O último motivo de angústia existencial prende-se com o aparecimento de licenciaturas especializadas em funções que antes eram exercidas pelos farmacêuticos na área ambiental, na saúde pública, na nutrição e noutras actividades na alçada da administração local ou central. Com todas estas alterações nos ecossistemas laborais a apreensão dos candidatos ao ensino superior quando vêem o seu nome associado a uma faculdade de farmácia é compreensível. Este curso representa quase uma guia de marcha para o sector privado (sujeito ao desemprego, às incertezas provocadas pelas crises económicas e aos ciclos políticos) ou um passaporte para a emigração.
Mas será mesmo assim? Consultando as estatísticas, percebemos que o curso de Ciências Farmacêuticas, afinal, não aparece como última opção da maioria dos alunos colocados, que alimentavam a esperança de uma vaga em Ciências Médicas, Medicina Dentária ou no famoso curso de Ciências do Meio Aquático do Instituto Abel Salazar. Mais de metade dos alunos colocados escolhem o curso de Ciências Farmacêuticas como primeira ou segunda opção, o que indicia mais contentamento do que angústia naqueles candidatos que escolhem este curso de acordo com as suas médias e objectivos futuros. Mesmo que a desilusão de poucos seja mais ruidosa do que a satisfação da maioria, os alunos que entraram em Ciências Farmacêuticas sabem que entraram num curso que lhes dará acesso a uma profissão antiga, ligada aos mistérios da vida, da doença e da cura, da saúde e da beleza.

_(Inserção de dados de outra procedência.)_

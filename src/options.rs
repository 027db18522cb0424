//! Formatting options: the separator placed between elements, and the strings that open and
//! close the printed sequence.

use std::borrow::Cow;
use std::str::FromStr;

use rustc_hash::FxHashMap;
use serde::{Deserialize, Serialize};
use strum_macros::{Display, EnumCount, EnumIter, EnumString};
use tracing::debug;

pub const DEFAULT_SEPARATOR: &str = ", ";
pub const DEFAULT_BEGIN: &str = "{";
pub const DEFAULT_END: &str = "}";

/// The keys of a partial options override.
#[derive(Debug, Clone, Copy, PartialEq, Eq, Hash, Display, EnumCount, EnumIter, EnumString)]
#[strum(ascii_case_insensitive)]
pub enum Param {
    #[strum(to_string = "separator", serialize = "sep")]
    Separator,

    #[strum(to_string = "begin", serialize = "start", serialize = "prefix")]
    Begin,

    #[strum(to_string = "end", serialize = "finish", serialize = "suffix")]
    End,
}

pub type Params = FxHashMap<Param, String>;

#[derive(Debug, Clone, PartialEq, Eq, Serialize, Deserialize)]
pub struct FormatOptions {
    #[serde(default = "default_separator")]
    pub separator: Cow<'static, str>,

    #[serde(default = "default_begin")]
    pub begin: Cow<'static, str>,

    #[serde(default = "default_end")]
    pub end: Cow<'static, str>,
}

fn default_separator() -> Cow<'static, str> {
    Cow::Borrowed(DEFAULT_SEPARATOR)
}

fn default_begin() -> Cow<'static, str> {
    Cow::Borrowed(DEFAULT_BEGIN)
}

fn default_end() -> Cow<'static, str> {
    Cow::Borrowed(DEFAULT_END)
}

impl FormatOptions {
    pub const DEFAULT: FormatOptions = FormatOptions {
        separator: Cow::Borrowed(DEFAULT_SEPARATOR),
        begin: Cow::Borrowed(DEFAULT_BEGIN),
        end: Cow::Borrowed(DEFAULT_END),
    };

    /// Positional form: all three strings given explicitly.
    pub fn new(
        separator: impl Into<Cow<'static, str>>,
        begin: impl Into<Cow<'static, str>>,
        end: impl Into<Cow<'static, str>>,
    ) -> Self {
        Self {
            separator: separator.into(),
            begin: begin.into(),
            end: end.into(),
        }
    }

    pub fn with_separator(mut self, separator: impl Into<Cow<'static, str>>) -> Self {
        self.separator = separator.into();
        self
    }

    pub fn with_begin(mut self, begin: impl Into<Cow<'static, str>>) -> Self {
        self.begin = begin.into();
        self
    }

    pub fn with_end(mut self, end: impl Into<Cow<'static, str>>) -> Self {
        self.end = end.into();
        self
    }

    /// Builds options from a partial parameter map. Keys absent from `params` take their
    /// documented defaults, never the empty string.
    pub fn from_params(params: &Params) -> Self {
        Self::DEFAULT.overlay(params)
    }

    /// Returns a copy of these options with every parameter present in `params` replaced.
    pub fn overlay(&self, params: &Params) -> Self {
        let pick = |param: Param, current: &Cow<'static, str>| match params.get(&param) {
            Some(value) => Cow::Owned(value.clone()),
            None => current.clone(),
        };
        Self {
            separator: pick(Param::Separator, &self.separator),
            begin: pick(Param::Begin, &self.begin),
            end: pick(Param::End, &self.end),
        }
    }

    /// Overlays textual `key`/`value` pairs on the defaults. Unrecognised keys are skipped.
    pub fn from_pairs<'a>(pairs: impl IntoIterator<Item = (&'a str, &'a str)>) -> Self {
        Self::from_params(&parse_params(pairs))
    }

    pub fn get(&self, param: Param) -> &str {
        match param {
            Param::Separator => &self.separator,
            Param::Begin => &self.begin,
            Param::End => &self.end,
        }
    }
}

impl Default for FormatOptions {
    fn default() -> Self {
        Self::DEFAULT
    }
}

impl From<&Params> for FormatOptions {
    fn from(params: &Params) -> Self {
        Self::from_params(params)
    }
}

/// Collects textual `key`/`value` pairs into a [Params] map. Keys that do not name a [Param]
/// are dropped; when a key repeats, the last value wins.
pub fn parse_params<'a>(pairs: impl IntoIterator<Item = (&'a str, &'a str)>) -> Params {
    let mut params = Params::default();
    for (key, value) in pairs {
        match Param::from_str(key.trim()) {
            Ok(param) => {
                params.insert(param, value.to_string());
            }
            Err(_) => debug!("ignoring unrecognised parameter {key:?}"),
        }
    }
    params
}

/// Splits a `key=value` argument. Only the first `=` delimits; the value may itself contain `=`.
pub fn split_pair(arg: &str) -> Option<(&str, &str)> {
    arg.split_once('=')
}
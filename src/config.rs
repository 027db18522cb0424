//! Loading of [FormatOptions] from JSON files.

use std::fs::File;
use std::io::BufReader;
use std::path::Path;

use serde::de::DeserializeOwned;
use serde_json::from_reader;
use tracing::debug;

use crate::error::ConfigError;
use crate::options::FormatOptions;

/// Reads a JSON-encoded type from a given file `path`.
pub fn read_json<D: DeserializeOwned>(path: impl AsRef<Path>) -> Result<D, ConfigError> {
    let file = File::open(path)?;
    Ok(from_reader(BufReader::new(file))?)
}

pub trait FromJsonFile: Sized {
    fn from_json_file(path: impl AsRef<Path>) -> Result<Self, ConfigError>;
}

impl<D: DeserializeOwned> FromJsonFile for D {
    fn from_json_file(path: impl AsRef<Path>) -> Result<D, ConfigError> {
        read_json(path)
    }
}

/// Reads formatting options from `path`. Fields absent from the file take their defaults and
/// unknown fields are ignored, so `{}` is a valid configuration.
pub fn read_options(path: impl AsRef<Path>) -> Result<FormatOptions, ConfigError> {
    let path = path.as_ref();
    let options = FormatOptions::from_json_file(path)?;
    debug!("loaded {options:?} from {}", path.display());
    Ok(options)
}
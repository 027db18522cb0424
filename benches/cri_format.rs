use criterion::{criterion_group, criterion_main, Criterion};
use seqfmt::{format_seq, ContainerFormatter, FormatOptions, Native, SeqExt};
use seqfmt::sink::Sink;
use std::io;

fn criterion_benchmark(c: &mut Criterion) {
    let data: Vec<u64> = (0..1_000).collect();
    {
        let mut formatter = ContainerFormatter::new(Sink::owned(io::sink()));
        c.bench_function("cri_format_print_1k", |b| {
            b.iter(|| formatter.print(&data).map(|_| ()));
        });
    }
    {
        let mut formatter = ContainerFormatter::default()
            .with_sink(Sink::owned(io::sink()))
            .with_renderer(|value: &u64| format!("<{value}>"));
        c.bench_function("cri_format_print_rendered_1k", |b| {
            b.iter(|| formatter.print(&data).map(|_| ()));
        });
    }
    {
        let options = FormatOptions::new("\n", "[", "]");
        c.bench_function("cri_format_string_1k", |b| {
            b.iter(|| format_seq(&data, &Native, &options));
        });
    }
    {
        c.bench_function("cri_format_display_1k", |b| {
            b.iter(|| data.iter().display_seq().to_string());
        });
    }
}

criterion_group!(benches, criterion_benchmark);
criterion_main!(benches);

Para esclarecer um pouco mais as dúvidas em relação ao curso de Ciências Farmacêuticas, é possível verificar que as profissões ligadas à área farmacêutica aparecem como as mais bem pagas naquelas tabelas publicadas na imprensa digital e que acabam, talvez, por gerar mais ansiedade do que alívio nos leitores, que, estando na área certa, não auferem aqueles ordenados. Mas, numa época em que se dá importância aos cursos de carácter geral, o facto deste Mestrado Integrado ter cadeiras tão abrangentes (ou pesadas, para usar outro adjetivo) será sempre uma vantagem para quem aceitar o desafio.